* [TASK PROMPT]
Exact duplicates of all the records are needed.

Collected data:
:::
use std::env;
use std::path::PathBuf;
use std::str::FromStr;
use std::time::Duration;

use crate::clients::errors::{Error, Result};
use crate::clients::local_storage::default_cache_dir;

pub const SERVICE_BASE_URL_SEARCH: &str = "http://ws.spotify.com/search/1/";
pub const SERVICE_BASE_URL_LOOKUP: &str = "http://ws.spotify.com/lookup/1/";

pub const DEFAULT_CACHE_TTL: Duration = Duration::from_secs(24 * 60 * 60);
pub const DEFAULT_CONNECT_TIMEOUT: Duration = Duration::from_secs(5);

/// Settings of a [`MetadataClient`](crate::clients::MetadataClient).
#[derive(Debug, Clone, PartialEq, Eq)]
pub struct ClientConfig {
    pub use_cache: bool,
    pub cache_dir: PathBuf,
    /// How long a cached response is served without asking the service.
    pub cache_ttl: Duration,
    pub connect_timeout: Duration,
    pub search_base_url: String,
    pub lookup_base_url: String,
    /// Append every searched or looked-up track to the play-button list.
    pub auto_add_tracks: bool,
}

impl Default for ClientConfig {
    fn default() -> Self {
        ClientConfig {
            use_cache: true,
            cache_dir: default_cache_dir(),
            cache_ttl: DEFAULT_CACHE_TTL,
            connect_timeout: DEFAULT_CONNECT_TIMEOUT,
            search_base_url: SERVICE_BASE_URL_SEARCH.to_string(),
            lookup_base_url: SERVICE_BASE_URL_LOOKUP.to_string(),
            auto_add_tracks: false,
        }
    }
}

impl ClientConfig {
    /// Defaults overridden by `METATUNE_*` environment variables.
    ///
    /// - `METATUNE_CACHE_DIR`
    /// - `METATUNE_USE_CACHE` (`true`/`false`, `1`/`0`, `yes`/`no`)
    /// - `METATUNE_CACHE_TTL_HOURS`
    /// - `METATUNE_CONNECT_TIMEOUT_SECS`
    pub fn try_from_env() -> Result<Self> {
        Self::from_vars(|key| env::var(key))
    }

    /// Like [`ClientConfig::try_from_env`], reading variables through `lookup`.
    pub fn from_vars<F>(lookup: F) -> Result<Self>
    where
        F: Fn(&str) -> std::result::Result<String, env::VarError>,
    {
        let read = |key: &str| match lookup(key) {
            Ok(value) => Ok(Some(value)),
            Err(env::VarError::NotPresent) => Ok(None),
            Err(err) => Err(Error::from(err)),
        };

        let mut config = ClientConfig::default();
        if let Some(dir) = read("METATUNE_CACHE_DIR")? {
            config.cache_dir = PathBuf::from(dir);
        }
        if let Some(value) = read("METATUNE_USE_CACHE")? {
            config.use_cache = parse_flag("METATUNE_USE_CACHE", &value)?;
        }
        if let Some(value) = read("METATUNE_CACHE_TTL_HOURS")? {
            let hours: u64 = parse_number("METATUNE_CACHE_TTL_HOURS", &value)?;
            config.cache_ttl = Duration::from_secs(hours * 60 * 60);
        }
        if let Some(value) = read("METATUNE_CONNECT_TIMEOUT_SECS")? {
            let secs: u64 = parse_number("METATUNE_CONNECT_TIMEOUT_SECS", &value)?;
            config.connect_timeout = Duration::from_secs(secs);
        }
        Ok(config)
    }
}

fn parse_flag(key: &str, value: &str) -> Result<bool> {
    match value.trim().to_ascii_lowercase().as_str() {
        "1" | "true" | "yes" | "on" => Ok(true),
        "0" | "false" | "no" | "off" => Ok(false),
        other => Err(Error::ConfigurationError(format!(
            "{key} must be a boolean, got {other:?}"
        ))),
    }
}

fn parse_number<T: FromStr>(key: &str, value: &str) -> Result<T> {
    value.trim().parse().map_err(|_| {
        Error::ConfigurationError(format!("{key} must be a whole number, got {value:?}"))
    })
}

#[cfg(test)]
mod tests {
    use super::*;
    use std::collections::HashMap;

    fn vars(
        pairs: &[(&str, &str)],
    ) -> impl Fn(&str) -> std::result::Result<String, env::VarError> {
        let map: HashMap<String, String> = pairs
            .iter()
            .map(|(k, v)| ((*k).to_string(), (*v).to_string()))
            .collect();
        move |key: &str| map.get(key).cloned().ok_or(env::VarError::NotPresent)
    }

    #[test]
    fn defaults_match_the_service() {
        let config = ClientConfig::from_vars(vars(&[])).unwrap();
        assert_eq!(config, ClientConfig::default());
        assert!(config.use_cache);
        assert_eq!(config.cache_ttl, Duration::from_secs(86_400));
        assert_eq!(config.connect_timeout, Duration::from_secs(5));
        assert_eq!(config.search_base_url, "http://ws.spotify.com/search/1/");
        assert_eq!(config.lookup_base_url, "http://ws.spotify.com/lookup/1/");
        assert!(config.cache_dir.ends_with("metatune"));
    }

    #[test]
    fn variables_override_defaults() {
        let config = ClientConfig::from_vars(vars(&[
            ("METATUNE_CACHE_DIR", "/var/cache/mt"),
            ("METATUNE_USE_CACHE", "no"),
            ("METATUNE_CACHE_TTL_HOURS", "2"),
            ("METATUNE_CONNECT_TIMEOUT_SECS", " 10 "),
        ]))
        .unwrap();
        assert_eq!(config.cache_dir, PathBuf::from("/var/cache/mt"));
        assert!(!config.use_cache);
        assert_eq!(config.cache_ttl, Duration::from_secs(7200));
        assert_eq!(config.connect_timeout, Duration::from_secs(10));
    }

    #[test]
    fn flags_accept_common_spellings() {
        assert!(parse_flag("X", "yes").unwrap());
        assert!(parse_flag("X", " TRUE ").unwrap());
        assert!(!parse_flag("X", "0").unwrap());
    }

    #[test]
    fn bad_values_are_configuration_errors() {
        let err = ClientConfig::from_vars(vars(&[("METATUNE_USE_CACHE", "maybe")])).unwrap_err();
        assert!(matches!(err, Error::ConfigurationError(msg) if msg.contains("METATUNE_USE_CACHE")));

        let err =
            ClientConfig::from_vars(vars(&[("METATUNE_CACHE_TTL_HOURS", "1.5")])).unwrap_err();
        assert!(matches!(err, Error::ConfigurationError(_)));
    }
}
:::
* [WRITTEN REPLY]
use std::env;
use std::path::PathBuf;
use std::str::FromStr;
use std::time::Duration;

use crate::clients::errors::{Error, Result};
use crate::clients::local_storage::default_cache_dir;

pub const SERVICE_BASE_URL_SEARCH: &str = "http://ws.spotify.com/search/1/";
pub const SERVICE_BASE_URL_LOOKUP: &str = "http://ws.spotify.com/lookup/1/";

pub const DEFAULT_CACHE_TTL: Duration = Duration::from_secs(24 * 60 * 60);
pub const DEFAULT_CONNECT_TIMEOUT: Duration = Duration::from_secs(5);

/// Settings of a [`MetadataClient`](crate::clients::MetadataClient).
#[derive(Debug, Clone, PartialEq, Eq)]
pub struct ClientConfig {
    pub use_cache: bool,
    pub cache_dir: PathBuf,
    /// How long a cached response is served without asking the service.
    pub cache_ttl: Duration,
    pub connect_timeout: Duration,
    pub search_base_url: String,
    pub lookup_base_url: String,
    /// Append every searched or looked-up track to the play-button list.
    pub auto_add_tracks: bool,
}

impl Default for ClientConfig {
    fn default() -> Self {
        ClientConfig {
            use_cache: true,
            cache_dir: default_cache_dir(),
            cache_ttl: DEFAULT_CACHE_TTL,
            connect_timeout: DEFAULT_CONNECT_TIMEOUT,
            search_base_url: SERVICE_BASE_URL_SEARCH.to_string(),
            lookup_base_url: SERVICE_BASE_URL_LOOKUP.to_string(),
            auto_add_tracks: false,
        }
    }
}

impl ClientConfig {
    /// Defaults overridden by `METATUNE_*` environment variables.
    ///
    /// - `METATUNE_CACHE_DIR`
    /// - `METATUNE_USE_CACHE` (`true`/`false`, `1`/`0`, `yes`/`no`)
    /// - `METATUNE_CACHE_TTL_HOURS`
    /// - `METATUNE_CONNECT_TIMEOUT_SECS`
    pub fn try_from_env() -> Result<Self> {
        Self::from_vars(|key| env::var(key))
    }

    /// Like [`ClientConfig::try_from_env`], reading variables through `lookup`.
    pub fn from_vars<F>(lookup: F) -> Result<Self>
    where
        F: Fn(&str) -> std::result::Result<String, env::VarError>,
    {
        let read = |key: &str| match lookup(key) {
            Ok(value) => Ok(Some(value)),
            Err(env::VarError::NotPresent) => Ok(None),
            Err(err) => Err(Error::from(err)),
        };

        let mut config = ClientConfig::default();
        if let Some(dir) = read("METATUNE_CACHE_DIR")? {
            config.cache_dir = PathBuf::from(dir);
        }
        if let Some(value) = read("METATUNE_USE_CACHE")? {
            config.use_cache = parse_flag("METATUNE_USE_CACHE", &value)?;
        }
        if let Some(value) = read("METATUNE_CACHE_TTL_HOURS")? {
            let hours: u64 = parse_number("METATUNE_CACHE_TTL_HOURS", &value)?;
            config.cache_ttl = Duration::from_secs(hours * 60 * 60);
        }
        if let Some(value) = read("METATUNE_CONNECT_TIMEOUT_SECS")? {
            let secs: u64 = parse_number("METATUNE_CONNECT_TIMEOUT_SECS", &value)?;
            config.connect_timeout = Duration::from_secs(secs);
        }
        Ok(config)
    }
}

fn parse_flag(key: &str, value: &str) -> Result<bool> {
    match value.trim().to_ascii_lowercase().as_str() {
        "1" | "true" | "yes" | "on" => Ok(true),
        "0" | "false" | "no" | "off" => Ok(false),
        other => Err(Error::ConfigurationError(format!(
            "{key} must be a boolean, got {other:?}"
        ))),
    }
}

fn parse_number<T: FromStr>(key: &str, value: &str) -> Result<T> {
    value.trim().parse().map_err(|_| {
        Error::ConfigurationError(format!("{key} must be a whole number, got {value:?}"))
    })
}

#[cfg(test)]
mod tests {
    use super::*;
    use std::collections::HashMap;

    fn vars(
        pairs: &[(&str, &str)],
    ) -> impl Fn(&str) -> std::result::Result<String, env::VarError> {
        let map: HashMap<String, String> = pairs
            .iter()
            .map(|(k, v)| ((*k).to_string(), (*v).to_string()))
            .collect();
        move |key: &str| map.get(key).cloned().ok_or(env::VarError::NotPresent)
    }

    #[test]
    fn defaults_match_the_service() {
        let config = ClientConfig::from_vars(vars(&[])).unwrap();
        assert_eq!(config, ClientConfig::default());
        assert!(config.use_cache);
        assert_eq!(config.cache_ttl, Duration::from_secs(86_400));
        assert_eq!(config.connect_timeout, Duration::from_secs(5));
        assert_eq!(config.search_base_url, "http://ws.spotify.com/search/1/");
        assert_eq!(config.lookup_base_url, "http://ws.spotify.com/lookup/1/");
        assert!(config.cache_dir.ends_with("metatune"));
    }

    #[test]
    fn variables_override_defaults() {
        let config = ClientConfig::from_vars(vars(&[
            ("METATUNE_CACHE_DIR", "/var/cache/mt"),
            ("METATUNE_USE_CACHE", "no"),
            ("METATUNE_CACHE_TTL_HOURS", "2"),
            ("METATUNE_CONNECT_TIMEOUT_SECS", " 10 "),
        ]))
        .unwrap();
        assert_eq!(config.cache_dir, PathBuf::from("/var/cache/mt"));
        assert!(!config.use_cache);
        assert_eq!(config.cache_ttl, Duration::from_secs(7200));
        assert_eq!(config.connect_timeout, Duration::from_secs(10));
    }

    #[test]
    fn flags_accept_common_spellings() {
        assert!(parse_flag("X", "yes").unwrap());
        assert!(parse_flag("X", " TRUE ").unwrap());
        assert!(!parse_flag("X", "0").unwrap());
    }

    #[test]
    fn bad_values_are_configuration_errors() {
        let err = ClientConfig::from_vars(vars(&[("METATUNE_USE_CACHE", "maybe")])).unwrap_err();
        assert!(matches!(err, Error::ConfigurationError(msg) if msg.contains("METATUNE_USE_CACHE")));

        let err =
            ClientConfig::from_vars(vars(&[("METATUNE_CACHE_TTL_HOURS", "1.5")])).unwrap_err();
        assert!(matches!(err, Error::ConfigurationError(_)));
    }
}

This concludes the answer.